Give the number of lines below that contain the string "filename", and no other text.

*** Opening of The input ***

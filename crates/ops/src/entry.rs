use std::sync::Arc;

use tracing::debug;

use markbook_store::path::validate_segment;
use markbook_store::{
    resolve_dir, resolve_file, DirHandle, EntryInfo, EntryKind, EntryPath, FileHandle, StoreError,
};

/// Looks up a named child in a shallow enumeration.
/// 在淺層列舉中尋找指定名稱的子項目。
pub(crate) async fn entry_exists(
    dir: &DirHandle,
    name: &str,
) -> Result<Option<EntryKind>, StoreError> {
    Ok(dir
        .enumerate()
        .await?
        .into_iter()
        .find(|entry: &EntryInfo| entry.name == name)
        .map(|entry| entry.kind))
}

/// Walks `path` from the root, creating missing directories on the way.
/// 自根目錄走訪 `path`，沿途建立缺少的目錄。
pub async fn ensure_dir(root: &DirHandle, path: &EntryPath) -> Result<DirHandle, StoreError> {
    let mut current = Arc::clone(root);
    for segment in path.segments() {
        current = current.child_dir(segment, true).await?;
    }
    Ok(current)
}

/// Creates a file under `parent` and writes its initial contents in the
/// same operation, so the entry is never observable as an empty
/// placeholder. Creation never overwrites an existing entry.
/// 在 `parent` 下建立檔案並同步寫入初始內容；建立絕不覆寫既有項目。
pub async fn create_file(
    root: &DirHandle,
    parent: &EntryPath,
    name: &str,
    contents: &str,
) -> Result<(EntryPath, FileHandle), StoreError> {
    validate_segment(name)?;
    let dir = resolve_dir(root, parent).await?;
    if entry_exists(&dir, name).await?.is_some() {
        return Err(StoreError::NameCollision(name.to_string()));
    }
    let file = dir.child_file(name, true).await?;
    file.write_text(contents).await?;
    debug!(path = %parent, name, "created file");
    Ok((parent.join(name)?, file))
}

/// Creates a directory under `parent`.
/// 在 `parent` 下建立目錄。
pub async fn create_dir(
    root: &DirHandle,
    parent: &EntryPath,
    name: &str,
) -> Result<EntryPath, StoreError> {
    validate_segment(name)?;
    let dir = resolve_dir(root, parent).await?;
    if entry_exists(&dir, name).await?.is_some() {
        return Err(StoreError::NameCollision(name.to_string()));
    }
    dir.child_dir(name, true).await?;
    debug!(path = %parent, name, "created directory");
    Ok(parent.join(name)?)
}

/// Recursively copies the directory at `src` to `dst` (read+write per
/// file). Re-running a partially completed copy overwrites already-copied
/// files with identical content and converges.
/// 遞迴複製目錄；重複執行會以相同內容覆寫已複製的檔案並收斂到同一結果。
pub async fn copy_dir(
    root: &DirHandle,
    src: &EntryPath,
    dst: &EntryPath,
) -> Result<(), StoreError> {
    // The host tree is acyclic, but copying into our own subtree would
    // recurse into the files being written.
    if dst.starts_with(src) {
        return Err(StoreError::InvalidTarget(dst.to_string()));
    }
    let src_dir = resolve_dir(root, src).await?;
    let dst_dir = ensure_dir(root, dst).await?;
    let mut pending = vec![(src_dir, dst_dir)];
    while let Some((from, to)) = pending.pop() {
        for entry in from.enumerate().await? {
            match entry.kind {
                EntryKind::File => {
                    let source = from.child_file(&entry.name, false).await?;
                    let contents = source.read_text().await?;
                    let copied = to.child_file(&entry.name, true).await?;
                    copied.write_text(&contents).await?;
                }
                EntryKind::Directory => {
                    let from_child = from.child_dir(&entry.name, false).await?;
                    let to_child = to.child_dir(&entry.name, true).await?;
                    pending.push((from_child, to_child));
                }
            }
        }
    }
    Ok(())
}

/// Moves the entry at `src` into `dst_dir`, optionally under a new name.
/// The copy fully lands before the source is removed, so an interruption
/// leaves at worst a duplicate at both locations, never neither; re-running
/// the same call converges to the final state.
/// 將 `src` 搬移至 `dst_dir`；先完成複製再移除來源，中斷時最糟只會兩處同時存在，
/// 重跑同一操作即可收斂。
pub async fn move_entry(
    root: &DirHandle,
    src: &EntryPath,
    dst_dir: &EntryPath,
    kind: EntryKind,
    new_name: Option<&str>,
) -> Result<EntryPath, StoreError> {
    let src_name = path_name(src)?;
    let name = new_name.unwrap_or(src_name);
    validate_segment(name)?;
    let target = dst_dir.join(name)?;
    if target == *src {
        // Same location is a no-op, but only for an entry that exists.
        match kind {
            EntryKind::File => {
                resolve_file(root, src).await?;
            }
            EntryKind::Directory => {
                resolve_dir(root, src).await?;
            }
        }
        return Ok(target);
    }
    match kind {
        EntryKind::File => {
            let source = resolve_file(root, src).await?;
            let contents = source.read_text().await?;
            let dst = ensure_dir(root, dst_dir).await?;
            let moved = dst.child_file(name, true).await?;
            moved.write_text(&contents).await?;
        }
        EntryKind::Directory => {
            if target.starts_with(src) {
                return Err(StoreError::InvalidTarget(target.to_string()));
            }
            copy_dir(root, src, &target).await?;
        }
    }
    let src_parent = parent_of(src)?;
    let parent = resolve_dir(root, &src_parent).await?;
    parent
        .remove(src_name, matches!(kind, EntryKind::Directory))
        .await?;
    debug!(from = %src, to = %target, "moved entry");
    Ok(target)
}

/// Renames the entry at `path` in place. Prefers the host's atomic move
/// primitive (which keeps live handles valid) and falls back to
/// copy+delete when the host has none. On success exactly one entry named
/// `new_name` exists and none named the old name.
/// 就地重新命名；優先使用宿主的原子搬移，否則改走複製後刪除。成功後僅存在新名稱。
pub async fn rename(
    root: &DirHandle,
    path: &EntryPath,
    new_name: &str,
    kind: EntryKind,
) -> Result<EntryPath, StoreError> {
    let old_name = path_name(path)?;
    validate_segment(new_name)?;
    if new_name == old_name {
        return Ok(path.clone());
    }
    let parent_path = parent_of(path)?;
    let parent = resolve_dir(root, &parent_path).await?;
    // Renames never overwrite: a colliding sibling aborts with the old
    // identity fully intact.
    if entry_exists(&parent, new_name).await?.is_some() {
        return Err(StoreError::NameCollision(new_name.to_string()));
    }
    let dst = Arc::clone(&parent);
    if parent.move_child(old_name, &dst, new_name).await? {
        debug!(path = %path, new_name, "renamed atomically");
        return parent_path.join(new_name).map_err(Into::into);
    }
    move_entry(root, path, &parent_path, kind, Some(new_name)).await
}

fn path_name(path: &EntryPath) -> Result<&str, StoreError> {
    path.name()
        .ok_or_else(|| StoreError::InvalidTarget("<root>".to_string()))
}

fn parent_of(path: &EntryPath) -> Result<EntryPath, StoreError> {
    path.parent()
        .ok_or_else(|| StoreError::InvalidTarget("<root>".to_string()))
}
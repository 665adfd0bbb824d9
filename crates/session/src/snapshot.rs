use std::sync::Arc;
use std::time::Duration;

use tokio::sync::mpsc;
use tokio::task::JoinHandle;
use tokio::time::{self, MissedTickBehavior};
use tracing::warn;

use markbook_workspace::SharedWorkspace;

use crate::saved::SavedSession;
use crate::store::SessionStore;

#[derive(Debug, Clone, Copy)]
pub struct SnapshotterConfig {
    pub interval: Duration,
}

impl Default for SnapshotterConfig {
    fn default() -> Self {
        Self {
            interval: Duration::from_secs(30),
        }
    }
}

/// Periodic session snapshot task. Each tick captures the in-memory
/// projection under the workspace lock and writes it through the
/// [`SessionStore`]; it never waits for pending document writes, so a
/// snapshot can briefly trail the store. One final snapshot runs on
/// shutdown.
/// 週期性工作階段快照工作：每次僅在鎖內擷取記憶體投影後寫入
/// [`SessionStore`]，不等待任何未完成的文件寫入；關閉時再補一次快照。
#[derive(Debug)]
pub struct Snapshotter {
    tx: mpsc::UnboundedSender<()>,
    task: JoinHandle<()>,
}

impl Snapshotter {
    pub fn spawn(
        shared: SharedWorkspace,
        store: Arc<SessionStore>,
        key: impl Into<String>,
        config: SnapshotterConfig,
    ) -> Self {
        let (tx, rx) = mpsc::unbounded_channel();
        let task = tokio::spawn(run(shared, store, key.into(), config.interval, rx));
        Self { tx, task }
    }

    /// Takes a final snapshot and stops the task.
    /// 補寫最後一次快照並停止工作。
    pub async fn shutdown(self) {
        drop(self.tx);
        let _ = self.task.await;
    }
}

async fn run(
    shared: SharedWorkspace,
    store: Arc<SessionStore>,
    key: String,
    interval: Duration,
    mut rx: mpsc::UnboundedReceiver<()>,
) {
    let mut ticker = time::interval(interval);
    ticker.set_missed_tick_behavior(MissedTickBehavior::Delay);
    // The first tick completes immediately; consume it so snapshots start
    // one full interval after spawn.
    ticker.tick().await;
    loop {
        tokio::select! {
            _ = ticker.tick() => snapshot_once(&shared, &store, &key).await,
            _ = rx.recv() => {
                snapshot_once(&shared, &store, &key).await;
                break;
            }
        }
    }
}

async fn snapshot_once(shared: &SharedWorkspace, store: &SessionStore, key: &str) {
    let session = {
        let workspace = shared.lock().await;
        SavedSession::capture(&workspace)
    };
    if let Err(err) = store.save_session(key, &session) {
        warn!(key, error = %err, "session snapshot failed");
    }
}

#[cfg(test)]
mod tests {
    use super::*;
    use tempfile::tempdir;
    use tokio::sync::Mutex;

    use markbook_store::{EntryPath, MemoryStore};
    use markbook_workspace::{Document, Workspace};

    fn shared_with_one_document() -> SharedWorkspace {
        let store = MemoryStore::new();
        let mut workspace = Workspace::new();
        workspace.open_root(store.root());
        workspace.open_document(Document::opened(
            "a.md",
            EntryPath::parse("a.md").unwrap(),
            None,
            "",
        ));
        Arc::new(Mutex::new(workspace))
    }

    #[tokio::test(start_paused = true)]
    async fn snapshots_land_on_the_interval() {
        let tmp = tempdir().unwrap();
        let store = Arc::new(SessionStore::new(tmp.path()));
        let shared = shared_with_one_document();
        let config = SnapshotterConfig {
            interval: Duration::from_secs(10),
        };
        let snapshotter = Snapshotter::spawn(Arc::clone(&shared), Arc::clone(&store), "notes", config);

        time::sleep(Duration::from_secs(5)).await;
        assert!(store.load_session("notes").unwrap().is_none());

        time::sleep(Duration::from_secs(10)).await;
        let saved = store.load_session("notes").unwrap().unwrap();
        assert_eq!(saved.open_files.len(), 1);
        assert_eq!(saved.open_files[0].path.to_string(), "a.md");
        snapshotter.shutdown().await;
    }

    #[tokio::test(start_paused = true)]
    async fn shutdown_writes_a_final_snapshot() {
        let tmp = tempdir().unwrap();
        let store = Arc::new(SessionStore::new(tmp.path()));
        let shared = shared_with_one_document();
        let config = SnapshotterConfig {
            interval: Duration::from_secs(3600),
        };
        let snapshotter = Snapshotter::spawn(Arc::clone(&shared), Arc::clone(&store), "notes", config);

        snapshotter.shutdown().await;
        let saved = store.load_session("notes").unwrap().unwrap();
        assert_eq!(saved.open_files.len(), 1);
    }
}
use std::fmt;
use std::sync::Arc;

use async_trait::async_trait;

use crate::error::StoreError;

/// Kind of a storage entry. Directories order before files so the derived
/// `Ord` matches the listing contract.
/// 儲存項目的類型；目錄排在檔案之前以符合列表順序契約。
#[derive(Debug, Clone, Copy, PartialEq, Eq, PartialOrd, Ord, Hash)]
pub enum EntryKind {
    Directory,
    File,
}

/// Shallow listing record returned by [`DirCapability::enumerate`].
/// 目錄淺層列舉回傳的項目。
#[derive(Debug, Clone, PartialEq, Eq)]
pub struct EntryInfo {
    pub name: String,
    pub kind: EntryKind,
}

/// Opaque identity of a live handle within one process lifetime. Only used
/// to recover a path from a handle; never persisted.
/// 單一程序生命週期內的控制代碼識別值；僅用於反查路徑，絕不持久化。
#[derive(Debug, Clone, Copy, PartialEq, Eq, Hash)]
pub struct HandleKey(u64);

impl HandleKey {
    pub fn new(value: u64) -> Self {
        Self(value)
    }

    pub fn as_u64(&self) -> u64 {
        self.0
    }
}

impl fmt::Display for HandleKey {
    fn fmt(&self, f: &mut fmt::Formatter<'_>) -> fmt::Result {
        write!(f, "{:016x}", self.0)
    }
}

pub type FileHandle = Arc<dyn FileCapability>;
pub type DirHandle = Arc<dyn DirCapability>;

/// Read/write authority over a single file entry. The backing entry may be
/// moved or deleted at any time, so every operation must tolerate
/// `NotFound`; the caller recovers by re-resolving the path of record.
/// 針對單一檔案的讀寫能力；底層項目隨時可能被搬移或刪除，所有操作都須容忍
/// `NotFound` 並由呼叫端透過路徑重新解析。
#[async_trait]
pub trait FileCapability: Send + Sync + fmt::Debug {
    fn key(&self) -> HandleKey;

    /// The entry name the handle was minted under. Cached at mint time, so
    /// it can trail a rename; path recovery still goes through
    /// `resolve_to_path`.
    /// 控制代碼建立時的項目名稱；屬建立時快取，重新命名後可能過時。
    fn name(&self) -> &str;

    /// Snapshot of the current contents.
    /// 讀取目前內容的快照。
    async fn read_text(&self) -> Result<String, StoreError>;

    /// Replaces the contents all-or-nothing on normal completion; on any
    /// failure the original durability is undefined and the error must be
    /// surfaced.
    /// 正常完成時整份取代內容；失敗時必須回報錯誤。
    async fn write_text(&self, contents: &str) -> Result<(), StoreError>;
}

/// Enumeration and child-minting authority over a single directory entry.
/// 針對單一目錄的列舉與子項目建立能力。
#[async_trait]
pub trait DirCapability: Send + Sync + fmt::Debug {
    fn key(&self) -> HandleKey;

    /// The entry name the handle was minted under; a root handle carries
    /// the workspace's display name, which is what session keys derive
    /// from.
    /// 控制代碼建立時的項目名稱；根目錄代碼即工作區顯示名稱，
    /// 工作階段鍵由此導出。
    fn name(&self) -> &str;

    /// Shallow, unordered listing. Callers sort per the listing policy.
    /// 淺層且無序的列舉；排序由呼叫端負責。
    async fn enumerate(&self) -> Result<Vec<EntryInfo>, StoreError>;

    /// Resolves (or mints, when `create` is set) a child file handle.
    /// Fails with `NotFound` when absent and `create` is false, or when the
    /// name is occupied by a directory.
    /// 解析（或在 `create` 時建立）子檔案控制代碼。
    async fn child_file(&self, name: &str, create: bool) -> Result<FileHandle, StoreError>;

    /// Directory counterpart of [`Self::child_file`].
    /// [`Self::child_file`] 的目錄版本。
    async fn child_dir(&self, name: &str, create: bool) -> Result<DirHandle, StoreError>;

    /// Removes the named child. Non-recursive removal of a non-empty
    /// directory fails with `NotEmpty`.
    /// 移除指定子項目；非遞迴刪除非空目錄時回傳 `NotEmpty`。
    async fn remove(&self, name: &str, recursive: bool) -> Result<(), StoreError>;

    /// Best-effort atomic move of the named child into `dst` under
    /// `new_name`. Returns `Ok(false)` — not an error — when the backend
    /// has no atomic primitive, signalling the copy+delete fallback.
    /// 盡力而為的原子搬移；後端不支援時回傳 `Ok(false)` 以改走複製後刪除。
    async fn move_child(
        &self,
        name: &str,
        dst: &DirHandle,
        new_name: &str,
    ) -> Result<bool, StoreError>;
}
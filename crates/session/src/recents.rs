use std::time::{SystemTime, UNIX_EPOCH};

use async_trait::async_trait;
use tokio::sync::Mutex;
use tracing::debug;

use markbook_store::{CapabilityHost, DirHandle, StoreError};

/// A previously opened workspace root. The handle is only a recall hint:
/// it must pass a permission re-check before any reuse.
/// 先前開啟過的工作區根目錄；控制代碼僅供召回，重用前必須通過權限重檢。
#[derive(Debug, Clone)]
pub struct RecentRootEntry {
    pub key: String,
    pub handle: DirHandle,
    pub last_accessed_unix: i64,
}

impl RecentRootEntry {
    pub fn new(key: impl Into<String>, handle: DirHandle) -> Self {
        Self {
            key: key.into(),
            handle,
            last_accessed_unix: current_timestamp(),
        }
    }
}

/// Boundary to wherever recent roots live. Entries carry live handles, so
/// implementations hold them in memory or behind a host-specific store;
/// they never round-trip through the session files.
/// 近期根目錄的儲存邊界；項目內含控制代碼，不經由工作階段檔案序列化。
#[async_trait]
pub trait RecentsStore: Send + Sync {
    /// Inserts or refreshes an entry, replacing any entry with the same key.
    /// 新增或更新項目；相同鍵者被取代。
    async fn put(&self, entry: RecentRootEntry) -> Result<(), StoreError>;

    /// All entries, most recently accessed first.
    /// 全部項目，依最近存取時間由新到舊。
    async fn get_all(&self) -> Result<Vec<RecentRootEntry>, StoreError>;

    async fn remove(&self, key: &str) -> Result<(), StoreError>;
}

/// In-memory recents store.
/// 記憶體內的近期根目錄儲存。
#[derive(Debug, Default)]
pub struct MemoryRecents {
    entries: Mutex<Vec<RecentRootEntry>>,
}

impl MemoryRecents {
    pub fn new() -> Self {
        Self::default()
    }
}

#[async_trait]
impl RecentsStore for MemoryRecents {
    async fn put(&self, entry: RecentRootEntry) -> Result<(), StoreError> {
        let mut entries = self.entries.lock().await;
        entries.retain(|existing| existing.key != entry.key);
        entries.push(entry);
        Ok(())
    }

    async fn get_all(&self) -> Result<Vec<RecentRootEntry>, StoreError> {
        let mut entries = self.entries.lock().await.clone();
        entries.sort_by_key(|entry| std::cmp::Reverse(entry.last_accessed_unix));
        Ok(entries)
    }

    async fn remove(&self, key: &str) -> Result<(), StoreError> {
        self.entries.lock().await.retain(|entry| entry.key != key);
        Ok(())
    }
}

/// Recalls a recent root for reuse. The remembered handle is re-checked
/// against the host first, prompting once when the silent check fails; a
/// denial surfaces as `PermissionDenied` and the entry is dropped, since
/// its handle can never be used again.
/// 召回近期根目錄：先靜默重檢權限，失敗則提示一次；遭拒回報
/// `PermissionDenied` 並移除該項目。
pub async fn recall_root(
    recents: &dyn RecentsStore,
    host: &dyn CapabilityHost,
    key: &str,
) -> Result<Option<DirHandle>, StoreError> {
    let entry = match recents
        .get_all()
        .await?
        .into_iter()
        .find(|entry| entry.key == key)
    {
        Some(entry) => entry,
        None => return Ok(None),
    };

    let mut state = host.query_permission(&entry.handle).await;
    if !state.is_granted() {
        state = host.request_permission(&entry.handle).await;
    }
    if !state.is_granted() {
        debug!(key, "recalled root denied, dropping entry");
        recents.remove(key).await?;
        return Err(StoreError::PermissionDenied);
    }

    let handle = entry.handle.clone();
    recents
        .put(RecentRootEntry::new(key, entry.handle))
        .await?;
    Ok(Some(handle))
}

fn current_timestamp() -> i64 {
    SystemTime::now()
        .duration_since(UNIX_EPOCH)
        .map(|d| d.as_secs() as i64)
        .unwrap_or_default()
}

*** Close of The input ***

### Result for this exercise
3